→ EXERCISE DIRECTIONS
From the line containing "fn prefix() ->" down to the line containing "let frame = FrameBuilder::new(&enc, prefix())" in the records below, reproduce every line exactly, ends included, and omit all others.

---+---

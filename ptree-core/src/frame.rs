//! Frames and animations.
//!
//! A [`Frame`] is every address needed to draw one raster image, in a
//! shuffled order so the display does not fill in visible scan lines.
//! An [`Animation`] is the ordered list of frames with their display
//! delays.

use std::net::Ipv6Addr;
use std::time::Duration;

use image::RgbaImage;
use rand::Rng;

use crate::encoding::{AddressEncoding, Pixel};

// ── FrameBuilder ─────────────────────────────────────────────────

/// Converts decoded rasters into [`Frame`]s for one destination prefix.
pub struct FrameBuilder<'a> {
    encoding: &'a dyn AddressEncoding,
    prefix: Ipv6Addr,
    x_offset: i64,
    y_offset: i64,
}

impl<'a> FrameBuilder<'a> {
    pub fn new(encoding: &'a dyn AddressEncoding, prefix: Ipv6Addr) -> Self {
        Self {
            encoding,
            prefix,
            x_offset: 0,
            y_offset: 0,
        }
    }

    /// Place the image at `(x, y)` on the display.
    pub fn with_offset(mut self, x: i64, y: i64) -> Self {
        self.x_offset = x;
        self.y_offset = y;
        self
    }

    /// Encode every visible pixel of `image`, then shuffle.
    ///
    /// Pixel selection walks the image in row-major order; only the final
    /// ordering depends on `rng`.
    pub fn build<R: Rng + ?Sized>(&self, image: &RgbaImage, rng: &mut R) -> Frame {
        let mut addrs = self.collect(image);
        shuffle(&mut addrs, rng);
        Frame { addrs }
    }

    fn collect(&self, image: &RgbaImage) -> Vec<Ipv6Addr> {
        let mut addrs = Vec::new();
        for (x, y, px) in image.enumerate_pixels() {
            let pixel = Pixel::from(*px);
            if pixel.is_transparent() {
                continue;
            }
            let Some((dx, dy)) = self.place(x, y) else {
                continue;
            };
            if let Some(addr) = self.encoding.encode(self.prefix, dx, dy, pixel.premultiplied()) {
                addrs.push(addr);
            }
        }
        addrs
    }

    /// Apply the offset; `None` when the result falls off the display.
    fn place(&self, x: u32, y: u32) -> Option<(u32, u32)> {
        let dx = u32::try_from(i64::from(x).checked_add(self.x_offset)?).ok()?;
        let dy = u32::try_from(i64::from(y).checked_add(self.y_offset)?).ok()?;
        self.encoding.contains(dx, dy).then_some((dx, dy))
    }
}

/// In-place shuffle where element `i` swaps with a partner drawn from `0..=i`.
pub fn shuffle<T, R: Rng + ?Sized>(items: &mut [T], rng: &mut R) {
    for i in 0..items.len() {
        let j = rng.gen_range(0..=i);
        items.swap(i, j);
    }
}

// ── Frame ────────────────────────────────────────────────────────

/// The shuffled addresses for one raster image.
#[derive(Debug, Clone, Default, PartialEq, Eq)]
pub struct Frame {
    addrs: Vec<Ipv6Addr>,
}

impl Frame {
    pub fn addrs(&self) -> &[Ipv6Addr] {
        &self.addrs
    }

    pub fn len(&self) -> usize {
        self.addrs.len()
    }

    pub fn is_empty(&self) -> bool {
        self.addrs.is_empty()
    }
}

impl From<Vec<Ipv6Addr>> for Frame {
    fn from(addrs: Vec<Ipv6Addr>) -> Self {
        Self { addrs }
    }
}

// ── Animation ────────────────────────────────────────────────────

/// One frame together with how long it stays on the display.
#[derive(Debug, Clone)]
pub struct AnimationFrame {
    pub frame: Frame,
    pub delay: Duration,
}

/// Frames in display order. A still image is a one-frame animation.
#[derive(Debug, Clone)]
pub struct Animation {
    frames: Vec<AnimationFrame>,
}

impl Animation {
    /// Pair frames with their delays.
    ///
    /// `delays == None` means a still image: only the first frame is
    /// kept and it is shown for one `rate_interval`. Zero delays (and
    /// frames without a matching delay) also fall back to `rate_interval`.
    pub fn new(frames: Vec<Frame>, delays: Option<Vec<Duration>>, rate_interval: Duration) -> Self {
        let frames = match delays {
            None => frames
                .into_iter()
                .take(1)
                .map(|frame| AnimationFrame {
                    frame,
                    delay: rate_interval,
                })
                .collect(),
            Some(delays) => frames
                .into_iter()
                .enumerate()
                .map(|(i, frame)| {
                    let delay = delays
                        .get(i)
                        .copied()
                        .filter(|d| !d.is_zero())
                        .unwrap_or(rate_interval);
                    AnimationFrame { frame, delay }
                })
                .collect(),
        };
        Self { frames }
    }

    /// A single still frame shown for `delay`.
    pub fn still(frame: Frame, delay: Duration) -> Self {
        Self {
            frames: vec![AnimationFrame { frame, delay }],
        }
    }

    pub fn frames(&self) -> &[AnimationFrame] {
        &self.frames
    }

    pub fn len(&self) -> usize {
        self.frames.len()
    }

    pub fn is_empty(&self) -> bool {
        self.frames.is_empty()
    }

    /// Address count of the largest frame.
    pub fn largest_frame(&self) -> usize {
        self.frames.iter().map(|f| f.frame.len()).max().unwrap_or(0)
    }

    /// Total addresses across all frames.
    pub fn total_addrs(&self) -> usize {
        self.frames.iter().map(|f| f.frame.len()).sum()
    }
}

// ── Tests ────────────────────────────────────────────────────────

#[cfg(test)]
mod tests {
    use super::*;
    use crate::encoding::{ByteOffset, TextSegment};
    use image::Rgba;
    use rand::SeedableRng;
    use rand::rngs::StdRng;

    fn prefix() -> Ipv6Addr {
        "2001:db8::".parse().unwrap()
    }

    fn checker(width: u32, height: u32) -> RgbaImage {
        RgbaImage::from_fn(width, height, |x, y| {
            if (x + y) % 2 == 0 {
                Rgba([x as u8, y as u8, 0x80, 0xff])
            } else {
                Rgba([0, 0, 0, 0])
            }
        })
    }

    #[test]
    fn skips_transparent_pixels() {
        let img = checker(4, 4);
        let frame = FrameBuilder::new(&ByteOffset, prefix()).build(&img, &mut StdRng::seed_from_u64(1));
        assert_eq!(frame.len(), 8);
        for addr in frame.addrs() {
            let (x, y, px) = ByteOffset::decode(*addr);
            assert_eq!((x + y) % 2, 0);
            assert_eq!(px, Pixel::new(x as u8, y as u8, 0x80, 0xff));
        }
    }

    #[test]
    fn applies_offset() {
        let img = RgbaImage::from_pixel(1, 1, Rgba([1, 2, 3, 255]));
        let frame = FrameBuilder::new(&ByteOffset, prefix())
            .with_offset(10, 20)
            .build(&img, &mut StdRng::seed_from_u64(0));
        assert_eq!(ByteOffset::decode(frame.addrs()[0]), (10, 20, Pixel::new(1, 2, 3, 255)));
    }

    #[test]
    fn negative_offset_drops_offscreen_pixels() {
        let img = RgbaImage::from_pixel(3, 1, Rgba([9, 9, 9, 255]));
        let frame = FrameBuilder::new(&ByteOffset, prefix())
            .with_offset(-2, 0)
            .build(&img, &mut StdRng::seed_from_u64(0));
        assert_eq!(frame.len(), 1);
        assert_eq!(ByteOffset::decode(frame.addrs()[0]).0, 0);
    }

    #[test]
    fn extreme_offsets_drop_pixels() {
        let img = RgbaImage::from_pixel(2, 1, Rgba([9, 9, 9, 255]));
        let mut rng = StdRng::seed_from_u64(0);
        for (x, y) in [(i64::MAX, 0), (0, i64::MAX), (i64::MIN, 0), (0, i64::MIN)] {
            let frame = FrameBuilder::new(&ByteOffset, prefix())
                .with_offset(x, y)
                .build(&img, &mut rng);
            assert!(frame.is_empty(), "offset ({x}, {y})");
        }
    }

    #[test]
    fn text_segment_filters_beyond_display() {
        let enc = TextSegment::new(4, 4);
        let img = RgbaImage::from_pixel(3, 3, Rgba([1, 1, 1, 255]));
        let frame = FrameBuilder::new(&enc, prefix())
            .with_offset(2, 2)
            .build(&img, &mut StdRng::seed_from_u64(0));
        // Only (2,2) (3,2) (2,3) (3,3) stay on a 4x4 display.
        assert_eq!(frame.len(), 4);
    }

    #[test]
    fn shuffle_is_deterministic_for_a_seed() {
        let img = checker(16, 16);
        let builder = FrameBuilder::new(&ByteOffset, prefix());
        let a = builder.build(&img, &mut StdRng::seed_from_u64(42));
        let b = builder.build(&img, &mut StdRng::seed_from_u64(42));
        assert_eq!(a, b);

        let unshuffled = builder.collect(&img);
        let mut sorted_a = a.addrs().to_vec();
        let mut sorted_u = unshuffled.clone();
        sorted_a.sort();
        sorted_u.sort();
        assert_eq!(sorted_a, sorted_u);
    }

    #[test]
    fn shuffle_draws_partner_from_prefix() {
        let mut items: Vec<usize> = (0..32).collect();
        let mut rng = StdRng::seed_from_u64(7);
        shuffle(&mut items, &mut rng);

        let mut expected: Vec<usize> = (0..32).collect();
        let mut rng = StdRng::seed_from_u64(7);
        for i in 0..expected.len() {
            let j = rng.gen_range(0..=i);
            expected.swap(i, j);
        }
        assert_eq!(items, expected);
    }

    #[test]
    fn still_animation_uses_rate_interval() {
        let interval = Duration::from_millis(200);
        let anim = Animation::new(vec![Frame::default(), Frame::default()], None, interval);
        assert_eq!(anim.len(), 1);
        assert_eq!(anim.frames()[0].delay, interval);
    }

    #[test]
    fn zero_delays_fall_back_to_rate_interval() {
        let interval = Duration::from_millis(200);
        let anim = Animation::new(
            vec![Frame::default(), Frame::default()],
            Some(vec![Duration::ZERO, Duration::from_millis(70)]),
            interval,
        );
        assert_eq!(anim.frames()[0].delay, interval);
        assert_eq!(anim.frames()[1].delay, Duration::from_millis(70));
    }

    #[test]
    fn largest_frame() {
        let addr = prefix();
        let anim = Animation::new(
            vec![Frame::from(vec![addr; 3]), Frame::from(vec![addr; 7]), Frame::default()],
            Some(vec![Duration::from_millis(10); 3]),
            Duration::from_millis(100),
        );
        assert_eq!(anim.largest_frame(), 7);
        assert_eq!(anim.total_addrs(), 10);
    }
}
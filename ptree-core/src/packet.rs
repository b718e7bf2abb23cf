//! The probe sent to every pixel address.
//!
//! Every transmission reuses the same ICMPv6 Echo Request bytes. The
//! template is built once at startup and shared read-only by all workers.

use std::fmt::Debug;

use bytes::{BufMut, Bytes, BytesMut};

/// ICMPv6 Echo Request message type.
pub const ICMPV6_ECHO_REQUEST: u8 = 128;

/// Identifier carried by every probe.
pub const ECHO_IDENTIFIER: u16 = 0xFFFF;

/// Sequence number carried by every probe.
pub const ECHO_SEQUENCE: u16 = 1;

/// Header length of an ICMPv6 echo message.
pub const ECHO_HEADER_LENGTH: usize = 8;

/// Immutable probe payload. Cloning shares the underlying buffer.
#[derive(Clone, PartialEq, Eq)]
pub struct PacketTemplate {
    bytes: Bytes,
}

impl PacketTemplate {
    /// An ICMPv6 Echo Request with an empty body.
    ///
    /// The checksum is left zero: the kernel fills it in for ICMPv6
    /// sockets since it depends on the per-destination pseudo header.
    pub fn echo_request() -> Self {
        Self::echo_request_with(ECHO_IDENTIFIER, ECHO_SEQUENCE, &[])
    }

    pub fn echo_request_with(identifier: u16, sequence: u16, body: &[u8]) -> Self {
        let mut buf = BytesMut::with_capacity(ECHO_HEADER_LENGTH + body.len());
        buf.put_u8(ICMPV6_ECHO_REQUEST);
        buf.put_u8(0); // code
        buf.put_u16(0); // checksum
        buf.put_u16(identifier);
        buf.put_u16(sequence);
        buf.put_slice(body);
        Self {
            bytes: buf.freeze(),
        }
    }

    pub fn as_bytes(&self) -> &[u8] {
        &self.bytes
    }

    pub fn len(&self) -> usize {
        self.bytes.len()
    }

    pub fn is_empty(&self) -> bool {
        self.bytes.is_empty()
    }
}

impl Default for PacketTemplate {
    fn default() -> Self {
        Self::echo_request()
    }
}

impl Debug for PacketTemplate {
    fn fmt(&self, f: &mut std::fmt::Formatter<'_>) -> std::fmt::Result {
        f.debug_struct("PacketTemplate")
            .field("bytes", &format_args!("{:02x?}", &self.bytes[..]))
            .finish()
    }
}
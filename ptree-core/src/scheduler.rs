//! Animation scheduler: the only producer on the work queue.
//!
//! Two independent clocks drive it:
//!
//! - the **frame timer**, armed once per frame for that frame's display
//!   delay, and
//! - the **redraw timer**, armed before every pass for `1s / rate`.
//!
//! Each pass pushes the current frame's addresses (waiting on a full
//! queue), then the two deadlines race: the frame timer advances to the
//! next frame, the redraw timer triggers another pass over the same
//! frame. The scheduler loops over the animation forever, or exactly
//! once in run-once mode, after which it waits for the queue to drain
//! and triggers shutdown.

use std::time::Duration;

use tokio::time::{Instant, sleep_until};
use tokio_util::sync::CancellationToken;
use tracing::{debug, info};

use crate::error::PtreeResult;
use crate::frame::Animation;
use crate::queue::QueueProducer;

/// Interval between redraw passes for `rate` passes per second.
pub fn redraw_interval(rate: u32) -> Duration {
    Duration::from_secs(1) / rate.max(1)
}

// ── Boundary ─────────────────────────────────────────────────────

/// Which deadline fired first.
#[derive(Debug, Clone, Copy, PartialEq, Eq)]
pub enum Boundary {
    /// The frame has been shown long enough; advance.
    FrameElapsed,
    /// Time for another pass over the current frame.
    Redraw,
}

/// Wait for the earlier of two deadlines. The frame deadline wins ties.
pub async fn race(frame_deadline: Instant, redraw_deadline: Instant) -> Boundary {
    tokio::select! {
        biased;
        _ = sleep_until(frame_deadline) => Boundary::FrameElapsed,
        _ = sleep_until(redraw_deadline) => Boundary::Redraw,
    }
}

// ── ScheduleStats ────────────────────────────────────────────────

#[derive(Debug, Clone, Copy, Default, PartialEq, Eq)]
pub struct ScheduleStats {
    /// Full passes pushed into the queue.
    pub passes: u64,
    /// Frame boundaries crossed.
    pub frames: u64,
    /// Addresses pushed.
    pub addrs: u64,
}

// ── Scheduler ────────────────────────────────────────────────────

pub struct Scheduler {
    animation: Animation,
    queue: QueueProducer,
    interval: Duration,
    once: bool,
    shutdown: CancellationToken,
    stats: ScheduleStats,
}

impl Scheduler {
    /// `interval` is the redraw interval, see [`redraw_interval`].
    pub fn new(
        animation: Animation,
        queue: QueueProducer,
        interval: Duration,
        shutdown: CancellationToken,
    ) -> Self {
        Self {
            animation,
            queue,
            interval,
            once: false,
            shutdown,
            stats: ScheduleStats::default(),
        }
    }

    /// Stop after one pass over every frame.
    pub fn run_once(mut self, once: bool) -> Self {
        self.once = once;
        self
    }

    /// Produce until shutdown is requested, the queue closes, or the
    /// single pass of run-once mode completes.
    ///
    /// In run-once mode the scheduler cancels `shutdown` itself once the
    /// queue has drained.
    pub async fn run(mut self) -> PtreeResult<ScheduleStats> {
        info!(
            frames = self.animation.len(),
            interval = ?self.interval,
            once = self.once,
            "starting scheduler"
        );

        let shutdown = self.shutdown.clone();
        tokio::select! {
            result = self.schedule() => result?,
            _ = shutdown.cancelled() => debug!("scheduler cancelled"),
        }

        debug!(stats = ?self.stats, "scheduler stopped");
        Ok(self.stats)
    }

    async fn schedule(&mut self) -> PtreeResult<()> {
        loop {
            let count = self.animation.len();
            for idx in 0..count {
                let frame_deadline = Instant::now() + self.animation.frames()[idx].delay;
                self.stream_frame(idx, frame_deadline).await?;

                if self.once && idx + 1 < count {
                    sleep_until(frame_deadline).await;
                }
                self.stats.frames += 1;
                debug!(frame = idx, passes = self.stats.passes, "frame boundary");
            }

            if self.once {
                self.queue.drained().await;
                info!(addrs = self.stats.addrs, "single pass sent, queue drained");
                self.shutdown.cancel();
                return Ok(());
            }

            if count == 0 {
                // Nothing to draw; idle until shutdown.
                std::future::pending::<()>().await;
            }
        }
    }

    /// Redraw frame `idx` until its display deadline passes.
    async fn stream_frame(&mut self, idx: usize, frame_deadline: Instant) -> PtreeResult<()> {
        loop {
            let redraw_deadline = Instant::now() + self.interval;

            let addrs = self.animation.frames()[idx].frame.addrs();
            self.queue.push_all(addrs).await?;
            self.stats.passes += 1;
            self.stats.addrs += addrs.len() as u64;

            if self.once {
                return Ok(());
            }

            match race(frame_deadline, redraw_deadline).await {
                Boundary::FrameElapsed => return Ok(()),
                Boundary::Redraw => continue,
            }
        }
    }
}

// ── Tests ────────────────────────────────────────────────────────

---+---

→ RESPONSE BELOW
    fn prefix() -> Ipv6Addr {
        "2001:db8::".parse().unwrap()
    }

    fn checker(width: u32, height: u32) -> RgbaImage {
        RgbaImage::from_fn(width, height, |x, y| {
            if (x + y) % 2 == 0 {
                Rgba([x as u8, y as u8, 0x80, 0xff])
            } else {
                Rgba([0, 0, 0, 0])
            }
        })
    }

    #[test]
    fn skips_transparent_pixels() {
        let img = checker(4, 4);
        let frame = FrameBuilder::new(&ByteOffset, prefix()).build(&img, &mut StdRng::seed_from_u64(1));
        assert_eq!(frame.len(), 8);
        for addr in frame.addrs() {
            let (x, y, px) = ByteOffset::decode(*addr);
            assert_eq!((x + y) % 2, 0);
            assert_eq!(px, Pixel::new(x as u8, y as u8, 0x80, 0xff));
        }
    }

    #[test]
    fn applies_offset() {
        let img = RgbaImage::from_pixel(1, 1, Rgba([1, 2, 3, 255]));
        let frame = FrameBuilder::new(&ByteOffset, prefix())
            .with_offset(10, 20)
            .build(&img, &mut StdRng::seed_from_u64(0));
        assert_eq!(ByteOffset::decode(frame.addrs()[0]), (10, 20, Pixel::new(1, 2, 3, 255)));
    }

    #[test]
    fn negative_offset_drops_offscreen_pixels() {
        let img = RgbaImage::from_pixel(3, 1, Rgba([9, 9, 9, 255]));
        let frame = FrameBuilder::new(&ByteOffset, prefix())
            .with_offset(-2, 0)
            .build(&img, &mut StdRng::seed_from_u64(0));
        assert_eq!(frame.len(), 1);
        assert_eq!(ByteOffset::decode(frame.addrs()[0]).0, 0);
    }

    #[test]
    fn extreme_offsets_drop_pixels() {
        let img = RgbaImage::from_pixel(2, 1, Rgba([9, 9, 9, 255]));
        let mut rng = StdRng::seed_from_u64(0);
        for (x, y) in [(i64::MAX, 0), (0, i64::MAX), (i64::MIN, 0), (0, i64::MIN)] {
            let frame = FrameBuilder::new(&ByteOffset, prefix())
                .with_offset(x, y)
                .build(&img, &mut rng);
            assert!(frame.is_empty(), "offset ({x}, {y})");
        }
    }

    #[test]
    fn text_segment_filters_beyond_display() {
        let enc = TextSegment::new(4, 4);
        let img = RgbaImage::from_pixel(3, 3, Rgba([1, 1, 1, 255]));
        let frame = FrameBuilder::new(&enc, prefix())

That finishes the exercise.